Enhanced or abrogated FGF10/FGFR2b signaling modulates embryonic SMG branching morphogenesis in vitro. A-B. Enhanced signaling. Paired E13 SMG primordia were cultured for 3 days in the absence (A) or presence (B) of 500 ng/ml FGF10 peptide supplementation. FGF10 induced a significant increase in branching compared to control (CONT). C-D. Abrogated signaling. Paired E13 SMG primordia were cultured for 3 days in 10 ng/ml IgG-Fc (C) or FGFR2b-Fc chimera (D). FGFR2b-Fc chimera treated explant exhibits a significant decrease in branching compared to IgG-Fc control. Bar, 30 μm. E. Comparison of mean Spooner ratios in E13 + 3 and E14 + 2 explants.
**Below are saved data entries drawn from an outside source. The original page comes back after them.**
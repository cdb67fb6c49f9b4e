//! Android Open Accessory host side
//!
//! Drives an accessory-capable device through a [`UsbDevice`] supplied by the
//! host USB layer:
//!
//! - [`control`]: protocol version query, identification strings, audio mode
//!   and the switch into accessory mode
//! - [`hid`]: virtual HID devices registered on the accessory
//! - [`audio`]: negotiation of the USB Audio streaming interface and a
//!   pull-driven capture of its isochronous samples

pub mod audio;
pub mod control;
pub mod device;
pub mod error;
pub mod hid;
pub mod test_utils;

pub use audio::{
    AudioCapture, AudioOptions, AudioSelection, CancelHandle, CancelToken, DEFAULT_PACKET_SIZE,
    cancel_pair, find_audio_streaming_interface, find_iso_in_endpoint,
};
pub use control::{
    get_protocol_version, is_accessory_capable, send_identification, send_string,
    set_audio_mode, start_accessory,
};
pub use device::{AoaDevice, UsbDevice, UsbResult};
pub use error::{AccessoryError, Result, UsbOperation};
pub use hid::HidAccessory;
Exogenous FGF10 peptide supplementation induced a significant 81% increase in E13 +3 explants [200 ng/ml (P < 0.01); 500 ng/ml (P < 0.001)] and a significant 46% increase in E 14 + 2 explants (P < 0.0001) compared to controls. FGFR2b-Fc chimera-mediated interruption of E13 + 3 and E 14 + 2 SMGs significantly reduced branching morphogenesis by 22% [E13 +3: 10 ng/ml (P < 0.01); E 14 + 2: 5 ng/ml (P > 0.0001); 10 ng/ml (P < 0.01)] compared to controls.